Norgaard portrays Lena a shy songwriter who comes out of her shell and finds her voice when James (played by Hoffman), a musician in a band gaining some popularity, hears her sing while she was performing somewhere and becomes instantly enthralled by her abilities. They are both awesome separately but together; their combination creates magic. Bickerings between them have been vividly contrasted with each other and tension has been present from the beginning which makes every funny bit even more appealing than tearful ones. Her performance painfully shows how difficult it can be desiring what you cannot attain, his fear of commitment in true love also makes him seem very realistic.
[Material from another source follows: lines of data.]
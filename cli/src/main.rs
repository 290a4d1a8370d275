use std::path::PathBuf;
use std::process::ExitCode;
use std::sync::Arc;
use std::time::Duration;

use clap::{Args, Parser, Subcommand};
use indicatif::{ProgressBar, ProgressStyle};
use sdk::upload::BatchProgress;
use sdk::{
    ApiClient, ClientConfig, ClientError, ErrorCode, JobPoller, PollError, PollOptions, UploadError, UploadFile,
    UploadOptions, Uploader,
};
use serde_json::Value;
use tracing::{info, warn};
use wire::JobStatus;

const PROGRESS_STEPS: u64 = 1000;

#[derive(Debug, thiserror::Error)]
enum CliError {
    #[error(transparent)]
    Client(#[from] ClientError),
    #[error(transparent)]
    Poll(#[from] PollError),
    #[error(transparent)]
    Upload(#[from] UploadError),
    #[error("cannot read {path}: {source}")]
    Io {
        path: PathBuf,
        #[source]
        source: std::io::Error,
    },
    #[error("invalid JSON payload: {0}")]
    InvalidJson(#[from] serde_json::Error),
    #[error("invalid progress bar template: {0}")]
    ProgressTemplate(#[from] indicatif::style::TemplateError),
}

impl CliError {
    fn code(&self) -> &'static str {
        match self {
            Self::Client(e) => e.error_code(),
            Self::Poll(e) => e.error_code(),
            Self::Upload(e) => e.error_code(),
            Self::Io { .. } => "E_IO",
            Self::InvalidJson(_) => "E_JSON",
            Self::ProgressTemplate(_) => "E_INTERNAL",
        }
    }
}

#[derive(Parser, Debug)]
#[command(name = "postdeck", about = "Postdeck jobs and media upload CLI")]
struct Cli {
    #[arg(long, env = "POSTDECK_API_URL")]
    api_url: Option<String>,

    #[arg(long, env = "POSTDECK_ACCESS_TOKEN", hide_env_values = true)]
    access_token: Option<String>,

    #[arg(long, env = "POSTDECK_TENANT_ID")]
    tenant_id: Option<String>,

    #[command(subcommand)]
    command: Command,
}

#[derive(Subcommand, Debug)]
enum Command {
    Job(JobCommand),
    /// Upload files, chunking the large ones.
    Upload(UploadArgs),
}

#[derive(Args, Debug)]
struct JobCommand {
    #[command(subcommand)]
    command: JobSubcommand,
}

#[derive(Subcommand, Debug)]
enum JobSubcommand {
    /// Print the current status of a job.
    Status { job_id: String },
    /// Poll a job until it completes, fails or times out.
    Wait {
        job_id: String,
        #[arg(long)]
        interval_ms: Option<u64>,
        #[arg(long)]
        timeout_ms: Option<u64>,
    },
}

#[derive(Args, Debug)]
struct UploadArgs {
    #[arg(required = true)]
    files: Vec<PathBuf>,

    #[arg(long)]
    chunk_concurrency: Option<usize>,
}

#[tokio::main]
async fn main() -> ExitCode {
    let _ = dotenvy::dotenv();
    tracing_subscriber::fmt().with_writer(std::io::stderr).init();

    let cli = Cli::parse();
    match run(cli).await {
        Ok(()) => ExitCode::SUCCESS,
        Err(e) => {
            eprintln!("[{}] {e}", e.code());
            ExitCode::FAILURE
        }
    }
}

async fn run(cli: Cli) -> Result<(), CliError> {
    let config = resolve_config(&cli)?;
    let client = ApiClient::new(config)?;

    match cli.command {
        Command::Job(job) => run_job(&client, job).await,
        Command::Upload(args) => run_upload(&client, args).await,
    }
}

/// Environment first, then flags, validated once.
fn resolve_config(cli: &Cli) -> Result<ClientConfig, CliError> {
    build_config(ClientConfig::from_env_unvalidated(), cli)
}

fn build_config(mut config: ClientConfig, cli: &Cli) -> Result<ClientConfig, CliError> {
    if let Some(api_url) = &cli.api_url {
        config.api_url.clone_from(api_url);
    }
    if cli.access_token.is_some() {
        config.access_token.clone_from(&cli.access_token);
    }
    if cli.tenant_id.is_some() {
        config.tenant_id.clone_from(&cli.tenant_id);
    }
    Ok(config.validate()?)
}

async fn run_job(client: &ApiClient, job: JobCommand) -> Result<(), CliError> {
    match job.command {
        JobSubcommand::Status { job_id } => {
            let status = client
                .fetch_job_status(&job_id)
                .await?
                .ok_or(PollError::JobNotFound(job_id))?;
            print_json(&job_json(&status)?)
        }
        JobSubcommand::Wait { job_id, interval_ms, timeout_ms } => {
            let options = poll_options(client.config(), interval_ms, timeout_ms);
            let poller = JobPoller::new(Arc::new(client.clone()));
            let status = poller
                .wait_with_progress(&job_id, options, |status| {
                    eprintln!("{} {} {:.0}%", status.id, status.status, status.progress);
                })
                .await?;
            info!(job_id = %status.id, "job completed");
            print_json(&job_json(&status)?)
        }
    }
}

async fn run_upload(client: &ApiClient, args: UploadArgs) -> Result<(), CliError> {
    let mut files = Vec::with_capacity(args.files.len());
    for path in &args.files {
        let file = UploadFile::from_path(path)
            .await
            .map_err(|source| CliError::Io { path: path.clone(), source })?;
        files.push(file);
    }

    let mut options = UploadOptions::from(client.config());
    if let Some(concurrency) = args.chunk_concurrency {
        options.chunk_concurrency = concurrency.max(1);
    }
    let uploader = Uploader::new(Arc::new(client.clone()), options);

    let bar = ProgressBar::new(PROGRESS_STEPS);
    bar.set_style(ProgressStyle::with_template("{spinner} [{bar:40}] {percent:>3}% {msg}")?.progress_chars("=> "));
    bar.enable_steady_tick(Duration::from_millis(120));

    let names: Vec<String> = files.iter().map(|f| f.filename().to_string()).collect();
    let sink = bar.clone();
    let result = uploader
        .upload_batch(&files, move |progress: BatchProgress| {
            if let Some(name) = names.get(progress.file_index) {
                sink.set_message(name.clone());
            }
            sink.set_position(progress_position(progress.overall_percent));
        })
        .await;

    match result {
        Ok(uploaded) => {
            bar.finish_and_clear();
            info!(files = uploaded.len(), "upload finished");
            print_json(&serde_json::to_value(uploaded)?)
        }
        Err(e) => {
            bar.abandon();
            warn!(error = %e, "upload aborted");
            Err(e.into())
        }
    }
}

fn poll_options(config: &ClientConfig, interval_ms: Option<u64>, timeout_ms: Option<u64>) -> PollOptions {
    let mut options = PollOptions::from(config);
    if let Some(ms) = interval_ms {
        options.interval = Duration::from_millis(ms);
    }
    if let Some(ms) = timeout_ms {
        options.timeout = Duration::from_millis(ms);
    }
    options
}

#[allow(clippy::cast_possible_truncation, clippy::cast_sign_loss, clippy::cast_precision_loss)]
fn progress_position(percent: f64) -> u64 {
    (percent.clamp(0.0, 100.0) / 100.0 * PROGRESS_STEPS as f64).round() as u64
}

/// Job as JSON with a string-encoded result unpacked.
fn job_json(status: &JobStatus) -> Result<Value, CliError> {
    let mut value = serde_json::to_value(status)?;
    if let (Some(result), Value::Object(map)) = (status.decoded_result(), &mut value) {
        map.insert("result".to_owned(), result);
    }
    Ok(value)
}

fn print_json(value: &Value) -> Result<(), CliError> {
    println!("{}", serde_json::to_string_pretty(value)?);
    Ok(())
}

#[cfg(test)]
#[path = "main_test.rs"]
mod tests;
Love triangles can become cliché, but several actors save this film. Julia’s role is well played by Mina Tobias who is hilarious in every scene she steals. A radio presenter by Yael Tygiel keeps on intruding into scenes asking personal questions from duo- a smart directorial decision that helps keep the audience grounded as well as inform them about the characters more.

This movie wisely uses two parallel timelines — their last few years before they became popular starting with high school versus after they had an argument but want to give things another shot so take a trip to finish writing their first album. Patrick Meaney does an excellent job of mixing today with flashbacks that help reveal these two complex people along with an even more complicated relationship during a tight hour-and-a-half worth of film footage. What stands out most about his camerawork is that he uses more shaky shots on past scenes while those of today are static and enclosed to show where they are on their respective journeys.

What is most impressive about the brink of movie, both in terms of its directing as well as the acting, is a long one-shot party scene at the climax that Meaney has captured so perfectly despite the fact there were hundreds of things moving around him when the shoot was ongoing. Perhaps it can be said that this would have been typical of any other fully funded film; but what about an independent one like this? It’s true to say that Meaney’s achievement has been nothing short of a miracle.

In total, everyone working in front of and behind the camera did a great job in making sure every component blended perfectly. Hopefully, like how we saw the band get some sunshine here, it won’t be long before our eyes will see a cast and crew treated with such respect and admiration – not least because these people still have many songs left in them.